Perhaps that explains the resounding silence over the murder of Lieutenant Ummer Fayaz. The young Kashmiri — just 22, his birthday on June 8 — was inducted into the Rajputana Rifles last December. He was home on May 9, his first leave, to attend his cousin’s wedding. He was abducted by suspected militants from his Shopian house — picked up as he sat beside the bride — his body, riddled with bullets, dumped at a chowk. Ummer, like Dar, was unarmed: Just a person passing through, a brother, a nephew, a child of an apple farmer.

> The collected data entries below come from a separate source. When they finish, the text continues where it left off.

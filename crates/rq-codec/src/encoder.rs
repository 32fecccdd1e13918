//! Systematic block encoding.
//!
//! A `SourceBlockEncoder` materializes the block's intermediate symbols once
//! (padded sources, then LDPC, then HDPC parities) and serves any encoding
//! symbol from them: source ESIs read straight out, repair ESIs are
//! keystream-weighted sums.

use alloc::vec::Vec;
use log::debug;
use rq_core::{RqError, RqResult, ESI_MAX};
use rq_math::{fused_add_mul, Octet};
use rq_matrix::FlatMatrix;

use crate::packet::EncodingPacket;
use crate::params::FecParameters;
use crate::precode::{self, BlockLayout};

pub struct SourceBlockEncoder {
    sbn: u8,
    layout: BlockLayout,
    symbol_size: usize,
    /// L x T: sources, padding, LDPC, HDPC.
    intermediate: FlatMatrix,
}

impl SourceBlockEncoder {
    /// `data` is this block's source region; shorter than K*T gets
    /// zero-padded (the object's final symbol).
    pub fn new(sbn: u8, k: u32, symbol_size: u16, data: &[u8]) -> RqResult<Self> {
        if symbol_size == 0 {
            return Err(RqError::InvalidParameters);
        }
        let t = symbol_size as usize;
        if data.len() > k as usize * t {
            return Err(RqError::InvalidParameters);
        }
        let layout = BlockLayout::for_source_symbols(k)?;
        let mut intermediate = FlatMatrix::new(layout.l as usize, t);

        for i in 0..k as usize {
            let start = i * t;
            if start >= data.len() {
                break;
            }
            let end = (start + t).min(data.len());
            intermediate.row_mut(i)?[..end - start].copy_from_slice(&data[start..end]);
        }

        // LDPC parities: XOR of the circulant source hits.
        let kp = layout.k_prime as usize;
        for col in 0..layout.k_prime {
            for row in precode::ldpc_hits(layout.k_prime, layout.s, col) {
                intermediate.xor_rows(kp + row as usize, col as usize)?;
            }
        }

        // HDPC parities: dense generator rows over sources + LDPC.
        let g = precode::hdpc_rows(&layout)?;
        let w = layout.w as usize;
        for i in 0..layout.h as usize {
            for j in 0..w {
                let coeff = g.get(i, j)?;
                if coeff != Octet::ZERO {
                    intermediate.add_rows(w + i, j, coeff, 0, t)?;
                }
            }
        }

        debug!(
            "block {}: pre-coded K={} as K'={} (S={}, H={})",
            sbn, k, layout.k_prime, layout.s, layout.h
        );
        Ok(Self {
            sbn,
            layout,
            symbol_size: t,
            intermediate,
        })
    }

    pub fn sbn(&self) -> u8 {
        self.sbn
    }

    pub fn num_source_symbols(&self) -> u32 {
        self.layout.k
    }

    pub fn symbol_size(&self) -> usize {
        self.symbol_size
    }

    /// One encoding symbol's payload.
    pub fn symbol(&self, esi: u32) -> RqResult<Vec<u8>> {
        if esi > ESI_MAX {
            return Err(RqError::InvalidParameters);
        }
        if esi < self.layout.k {
            return Ok(self.intermediate.row(esi as usize)?.to_vec());
        }
        let l = self.layout.l as usize;
        let mut coeffs = alloc::vec![0u8; l];
        precode::repair_coefficients(&self.layout, self.layout.isi(esi), &mut coeffs);
        let mut out = alloc::vec![0u8; self.symbol_size];
        for (j, &c) in coeffs.iter().enumerate() {
            if c != 0 {
                fused_add_mul(&mut out, self.intermediate.row(j)?, Octet(c));
            }
        }
        Ok(out)
    }

    pub fn encoding_packet(&self, esi: u32) -> RqResult<EncodingPacket> {
        EncodingPacket::new(self.sbn, esi, self.symbol(esi)?)
    }

    /// All K source packets, in ESI order.
    pub fn source_packets(&self) -> RqResult<Vec<EncodingPacket>> {
        (0..self.layout.k)
            .map(|esi| self.encoding_packet(esi))
            .collect()
    }

    /// `count` repair packets starting at ESI K.
    pub fn repair_packets(&self, count: u32) -> RqResult<Vec<EncodingPacket>> {
        (self.layout.k..self.layout.k + count)
            .map(|esi| self.encoding_packet(esi))
            .collect()
    }
}

/// Whole-object encoder: one `SourceBlockEncoder` per source block.
pub struct DataEncoder {
    params: FecParameters,
    blocks: Vec<SourceBlockEncoder>,
}

impl DataEncoder {
    pub fn new(params: FecParameters, data: &[u8]) -> RqResult<Self> {
        if data.len() as u64 != params.data_length() {
            return Err(RqError::InvalidParameters);
        }
        let t = params.symbol_size();
        let mut blocks = Vec::with_capacity(params.source_blocks() as usize);
        for sbn in 0..params.source_blocks() {
            let sbn = sbn as u8;
            let k = params.block_symbols(sbn)?;
            let offset = params.block_offset(sbn)? as usize * t as usize;
            let end = (offset + k as usize * t as usize).min(data.len());
            blocks.push(SourceBlockEncoder::new(sbn, k, t, &data[offset..end])?);
        }
        Ok(Self { params, blocks })
    }

    pub fn params(&self) -> &FecParameters {
        &self.params
    }

    pub fn block(&self, sbn: u8) -> RqResult<&SourceBlockEncoder> {
        self.blocks
            .get(sbn as usize)
            .ok_or(RqError::InvalidParameters)
    }

    pub fn blocks(&self) -> &[SourceBlockEncoder] {
        &self.blocks
    }
}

But, in contrast to the wringing of erudite hands for Dar, the opinion pages, the TV channels stayed strangely silent for Ummer. Of course Farooq Dar has human rights. Did Ummer have none? Is the Kashmiri acceptable only as victim, never as a citizen with an alternate view, one that possibly doesn’t suit those who, in ecstacies of bourgeois morality (which simultaneously enjoys, and laments, the modern state), tomtom the cruelties of the forces, but never probe those of its opponents?

Additionally, does joining the army mean that soldiers forfeit the right to their own rights — including the right to empathy? Perhaps, amidst the surfeit of services we now live with, we imagine the army as overblown security guards. The fact that many join up for more than a cheque and cheap rum escapes some. But the truth, possibly discomfitting to those who like theirs in fifty fashionable shades of grey, is that people like Ummer Fayaz join the army because they love their country — and, amazingly, do so with clarity, complex-free.

For this love, Ummer paid with his life, killed by another lynch mob, one evading cameras that record their cowardice. The names of his killers may rustle in Srinagar’s winds, but some of our profound find it cosier to shut troubling windows, settling for kahwa-pe-charcha with sulkily glamorous separatists instead. But even if condemnation is too much to ask, surely a word of sympathy for a boy who loved playing hockey, who idolised Virat Kohli, who tucked his sunglasses at jaunty angles into V-neck T-shirts, whose warm smile tilted widely over an interestingly bony face?

But it is almost as if the angry yells about Victim Dar are meant to erase the memory of citizen Ummer Fayaz. It is important to mark this for, as Friedrich Nietzsche writes in Beyond Good and Evil, “Clever people are never pointed out their follies; what a deprivation of human rights”. Interestingly, among the clever, those who’ve been in charge of Kashmir, and its violations, over decades, yelled the loudest. In this paper (‘Major Gogoi is wrong’, IE, May 24), former J&K CM Omar Abdullah — whose father ran Kashmir as its theatres turned into torture centres — wrote of how the Dar episode left him shuddering at the “carte blanche” this gave security forces. Was there similar horror during the forced exit — another “carte blanche” parade — of the Kashmiri Pandits, whose rights, apparently, aren’t fundamental, just incidental ones?

However, given his shudders now, Abdullah could show moral noblesse oblige and consider giving up all security, protesting for a citizen as another citizen who can, say, buy vegetables without khaki-clad cops or black cats hovering about. Protesting the security forces by refusing their services is showing real solidarity with Farooq Ahmed Dar.

Meanwhile, amidst the wall-to-wall outrage, Ummer Fayaz will likely remain unlamented by the elegantly incensed. But he will be remembered elsewhere, perhaps in a camp, in a trench, in an orchard of saddened apples.